## YOUR INSTRUCTIONS
Your task is to quote the records from their first line through the line containing "failure are values", with nothing added or left out.
++++ WORKING DATA
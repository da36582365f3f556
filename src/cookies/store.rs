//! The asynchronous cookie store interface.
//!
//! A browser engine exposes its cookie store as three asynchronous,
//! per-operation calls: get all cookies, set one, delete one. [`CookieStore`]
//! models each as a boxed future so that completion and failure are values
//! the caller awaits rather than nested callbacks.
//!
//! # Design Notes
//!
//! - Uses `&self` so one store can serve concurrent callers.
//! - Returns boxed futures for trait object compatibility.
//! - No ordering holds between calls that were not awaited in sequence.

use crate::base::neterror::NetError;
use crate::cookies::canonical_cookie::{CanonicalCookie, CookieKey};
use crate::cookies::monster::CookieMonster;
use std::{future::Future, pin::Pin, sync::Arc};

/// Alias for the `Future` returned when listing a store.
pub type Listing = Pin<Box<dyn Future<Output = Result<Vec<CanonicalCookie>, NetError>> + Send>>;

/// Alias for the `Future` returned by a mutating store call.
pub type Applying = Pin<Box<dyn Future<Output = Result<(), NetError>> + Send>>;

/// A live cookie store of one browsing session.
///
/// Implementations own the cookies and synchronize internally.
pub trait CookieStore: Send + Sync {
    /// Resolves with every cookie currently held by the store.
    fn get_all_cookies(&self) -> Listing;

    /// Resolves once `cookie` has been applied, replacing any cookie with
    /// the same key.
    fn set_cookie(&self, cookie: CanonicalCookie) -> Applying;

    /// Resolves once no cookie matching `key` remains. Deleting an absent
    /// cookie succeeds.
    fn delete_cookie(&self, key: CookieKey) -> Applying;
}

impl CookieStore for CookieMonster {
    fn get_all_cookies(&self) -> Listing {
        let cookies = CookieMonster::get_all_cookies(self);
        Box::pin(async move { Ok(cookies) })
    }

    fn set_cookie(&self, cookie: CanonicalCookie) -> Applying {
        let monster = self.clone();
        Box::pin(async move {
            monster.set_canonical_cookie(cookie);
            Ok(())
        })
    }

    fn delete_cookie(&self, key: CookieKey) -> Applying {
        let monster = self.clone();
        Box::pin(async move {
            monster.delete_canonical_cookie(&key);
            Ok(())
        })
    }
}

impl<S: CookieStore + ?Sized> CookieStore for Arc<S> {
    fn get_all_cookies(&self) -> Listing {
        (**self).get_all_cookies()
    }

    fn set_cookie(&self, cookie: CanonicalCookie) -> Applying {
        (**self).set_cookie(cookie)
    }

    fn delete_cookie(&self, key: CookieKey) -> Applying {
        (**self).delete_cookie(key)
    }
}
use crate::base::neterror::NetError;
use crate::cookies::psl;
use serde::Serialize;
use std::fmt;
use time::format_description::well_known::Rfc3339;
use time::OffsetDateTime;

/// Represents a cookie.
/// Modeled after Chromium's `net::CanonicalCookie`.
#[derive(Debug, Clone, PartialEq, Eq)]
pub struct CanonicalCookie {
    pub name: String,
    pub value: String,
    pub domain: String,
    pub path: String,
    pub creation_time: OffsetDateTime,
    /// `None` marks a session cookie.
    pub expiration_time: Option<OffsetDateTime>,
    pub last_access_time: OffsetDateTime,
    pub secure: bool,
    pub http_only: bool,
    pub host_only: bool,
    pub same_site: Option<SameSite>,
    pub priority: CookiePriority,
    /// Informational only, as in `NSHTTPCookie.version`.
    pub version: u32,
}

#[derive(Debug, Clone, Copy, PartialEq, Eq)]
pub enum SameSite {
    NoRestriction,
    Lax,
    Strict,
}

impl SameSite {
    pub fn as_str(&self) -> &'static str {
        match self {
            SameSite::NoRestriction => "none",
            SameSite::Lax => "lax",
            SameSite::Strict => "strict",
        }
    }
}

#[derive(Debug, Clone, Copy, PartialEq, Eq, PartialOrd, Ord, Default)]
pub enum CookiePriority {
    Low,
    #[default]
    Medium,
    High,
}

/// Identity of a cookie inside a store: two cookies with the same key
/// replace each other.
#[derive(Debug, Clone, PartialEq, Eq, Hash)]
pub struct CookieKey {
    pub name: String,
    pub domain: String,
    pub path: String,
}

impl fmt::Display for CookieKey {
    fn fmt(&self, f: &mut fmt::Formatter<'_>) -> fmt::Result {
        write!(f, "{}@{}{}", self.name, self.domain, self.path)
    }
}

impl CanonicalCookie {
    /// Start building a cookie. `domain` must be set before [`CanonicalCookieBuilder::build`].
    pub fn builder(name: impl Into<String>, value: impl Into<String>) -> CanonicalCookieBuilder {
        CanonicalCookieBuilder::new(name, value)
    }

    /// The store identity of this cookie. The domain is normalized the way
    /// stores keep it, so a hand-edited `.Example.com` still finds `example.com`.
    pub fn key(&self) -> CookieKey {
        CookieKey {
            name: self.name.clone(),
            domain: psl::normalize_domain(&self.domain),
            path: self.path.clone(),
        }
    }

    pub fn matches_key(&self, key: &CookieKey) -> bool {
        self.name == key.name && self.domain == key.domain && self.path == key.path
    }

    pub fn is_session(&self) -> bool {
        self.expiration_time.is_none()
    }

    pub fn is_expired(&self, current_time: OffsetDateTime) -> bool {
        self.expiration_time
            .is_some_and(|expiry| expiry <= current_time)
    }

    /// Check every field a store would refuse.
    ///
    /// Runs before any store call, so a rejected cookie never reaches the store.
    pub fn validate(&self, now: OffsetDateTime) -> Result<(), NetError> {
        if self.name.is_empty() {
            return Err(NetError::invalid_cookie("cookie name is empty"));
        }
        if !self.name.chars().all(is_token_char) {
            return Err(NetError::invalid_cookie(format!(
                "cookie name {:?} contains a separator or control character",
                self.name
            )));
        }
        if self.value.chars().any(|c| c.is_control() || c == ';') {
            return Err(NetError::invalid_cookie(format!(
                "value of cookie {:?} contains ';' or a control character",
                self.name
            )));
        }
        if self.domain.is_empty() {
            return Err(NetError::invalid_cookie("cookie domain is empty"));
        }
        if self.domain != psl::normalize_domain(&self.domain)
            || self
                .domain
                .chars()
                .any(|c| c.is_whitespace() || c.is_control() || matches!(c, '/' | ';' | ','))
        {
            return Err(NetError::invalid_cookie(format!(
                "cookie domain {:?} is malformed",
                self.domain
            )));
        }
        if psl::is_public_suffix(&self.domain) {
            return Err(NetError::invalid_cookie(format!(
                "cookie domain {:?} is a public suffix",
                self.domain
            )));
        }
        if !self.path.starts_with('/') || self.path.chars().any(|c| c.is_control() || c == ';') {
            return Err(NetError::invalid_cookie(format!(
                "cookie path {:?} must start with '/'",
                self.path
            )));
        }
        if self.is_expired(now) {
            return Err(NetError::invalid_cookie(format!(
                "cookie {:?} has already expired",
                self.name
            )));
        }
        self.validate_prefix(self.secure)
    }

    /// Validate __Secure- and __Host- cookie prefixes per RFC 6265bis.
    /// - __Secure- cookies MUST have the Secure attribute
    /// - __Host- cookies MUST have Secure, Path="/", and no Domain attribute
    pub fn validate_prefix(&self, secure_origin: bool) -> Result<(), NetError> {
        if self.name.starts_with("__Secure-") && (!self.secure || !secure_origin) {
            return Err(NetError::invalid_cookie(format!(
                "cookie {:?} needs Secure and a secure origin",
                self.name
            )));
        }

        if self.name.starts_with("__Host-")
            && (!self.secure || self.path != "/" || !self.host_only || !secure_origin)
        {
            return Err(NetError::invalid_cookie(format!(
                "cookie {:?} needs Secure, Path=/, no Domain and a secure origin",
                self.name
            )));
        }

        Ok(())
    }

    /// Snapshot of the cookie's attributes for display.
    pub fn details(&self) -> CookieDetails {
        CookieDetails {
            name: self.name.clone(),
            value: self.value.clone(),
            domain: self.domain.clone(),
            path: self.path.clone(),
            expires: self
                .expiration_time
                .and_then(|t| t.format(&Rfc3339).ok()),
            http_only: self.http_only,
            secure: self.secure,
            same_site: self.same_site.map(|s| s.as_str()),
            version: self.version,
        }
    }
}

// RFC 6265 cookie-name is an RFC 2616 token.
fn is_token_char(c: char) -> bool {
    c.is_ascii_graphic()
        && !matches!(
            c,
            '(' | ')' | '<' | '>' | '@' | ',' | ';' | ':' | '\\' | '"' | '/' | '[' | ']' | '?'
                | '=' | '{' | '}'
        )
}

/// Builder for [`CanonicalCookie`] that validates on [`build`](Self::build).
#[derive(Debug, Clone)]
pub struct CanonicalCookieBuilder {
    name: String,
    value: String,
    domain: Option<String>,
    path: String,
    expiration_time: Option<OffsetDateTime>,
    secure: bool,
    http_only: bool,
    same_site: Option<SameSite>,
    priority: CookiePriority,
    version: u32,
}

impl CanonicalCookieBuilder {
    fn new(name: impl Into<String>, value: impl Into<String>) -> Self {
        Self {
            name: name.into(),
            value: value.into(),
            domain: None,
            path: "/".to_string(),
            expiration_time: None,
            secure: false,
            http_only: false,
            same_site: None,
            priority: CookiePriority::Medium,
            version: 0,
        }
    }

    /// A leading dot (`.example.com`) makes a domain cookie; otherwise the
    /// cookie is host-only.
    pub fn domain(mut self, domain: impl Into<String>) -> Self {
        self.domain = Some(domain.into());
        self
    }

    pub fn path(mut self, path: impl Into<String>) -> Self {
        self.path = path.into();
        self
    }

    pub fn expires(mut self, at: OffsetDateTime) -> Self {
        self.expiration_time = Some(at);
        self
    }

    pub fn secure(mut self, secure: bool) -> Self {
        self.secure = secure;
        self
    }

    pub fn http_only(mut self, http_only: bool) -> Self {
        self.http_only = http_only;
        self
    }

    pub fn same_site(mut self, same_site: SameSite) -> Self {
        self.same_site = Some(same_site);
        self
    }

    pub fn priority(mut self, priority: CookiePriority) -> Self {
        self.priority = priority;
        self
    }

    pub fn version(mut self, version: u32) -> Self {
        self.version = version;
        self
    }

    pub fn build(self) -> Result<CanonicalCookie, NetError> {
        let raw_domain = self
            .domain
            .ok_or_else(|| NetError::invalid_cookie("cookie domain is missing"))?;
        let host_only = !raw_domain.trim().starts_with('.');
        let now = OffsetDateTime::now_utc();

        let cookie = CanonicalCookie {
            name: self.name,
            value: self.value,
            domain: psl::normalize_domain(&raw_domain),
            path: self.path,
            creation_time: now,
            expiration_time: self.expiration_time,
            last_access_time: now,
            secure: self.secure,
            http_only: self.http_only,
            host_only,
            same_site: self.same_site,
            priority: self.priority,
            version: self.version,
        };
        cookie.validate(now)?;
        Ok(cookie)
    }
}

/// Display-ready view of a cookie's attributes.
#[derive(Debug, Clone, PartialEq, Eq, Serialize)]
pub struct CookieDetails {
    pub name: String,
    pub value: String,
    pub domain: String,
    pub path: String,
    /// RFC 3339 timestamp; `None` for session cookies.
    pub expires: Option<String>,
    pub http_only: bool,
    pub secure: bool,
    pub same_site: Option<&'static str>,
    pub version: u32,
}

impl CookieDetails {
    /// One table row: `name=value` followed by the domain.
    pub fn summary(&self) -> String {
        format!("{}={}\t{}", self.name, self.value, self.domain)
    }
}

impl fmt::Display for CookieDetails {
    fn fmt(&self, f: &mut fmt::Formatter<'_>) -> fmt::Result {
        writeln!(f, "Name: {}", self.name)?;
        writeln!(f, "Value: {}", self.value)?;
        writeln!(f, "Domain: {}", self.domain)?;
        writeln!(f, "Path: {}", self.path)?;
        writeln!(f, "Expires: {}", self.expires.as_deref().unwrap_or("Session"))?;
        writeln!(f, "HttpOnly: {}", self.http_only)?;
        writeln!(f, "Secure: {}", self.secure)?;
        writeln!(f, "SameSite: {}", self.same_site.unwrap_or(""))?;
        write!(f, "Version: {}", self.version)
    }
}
++++++++
## EXERCISE OUTPUT
repository da36582365f3f556
filename src/cookies/store.rs
//! The asynchronous cookie store interface.
//!
//! A browser engine exposes its cookie store as three asynchronous,
//! per-operation calls: get all cookies, set one, delete one. [`CookieStore`]
//! models each as a boxed future so that completion and failure are values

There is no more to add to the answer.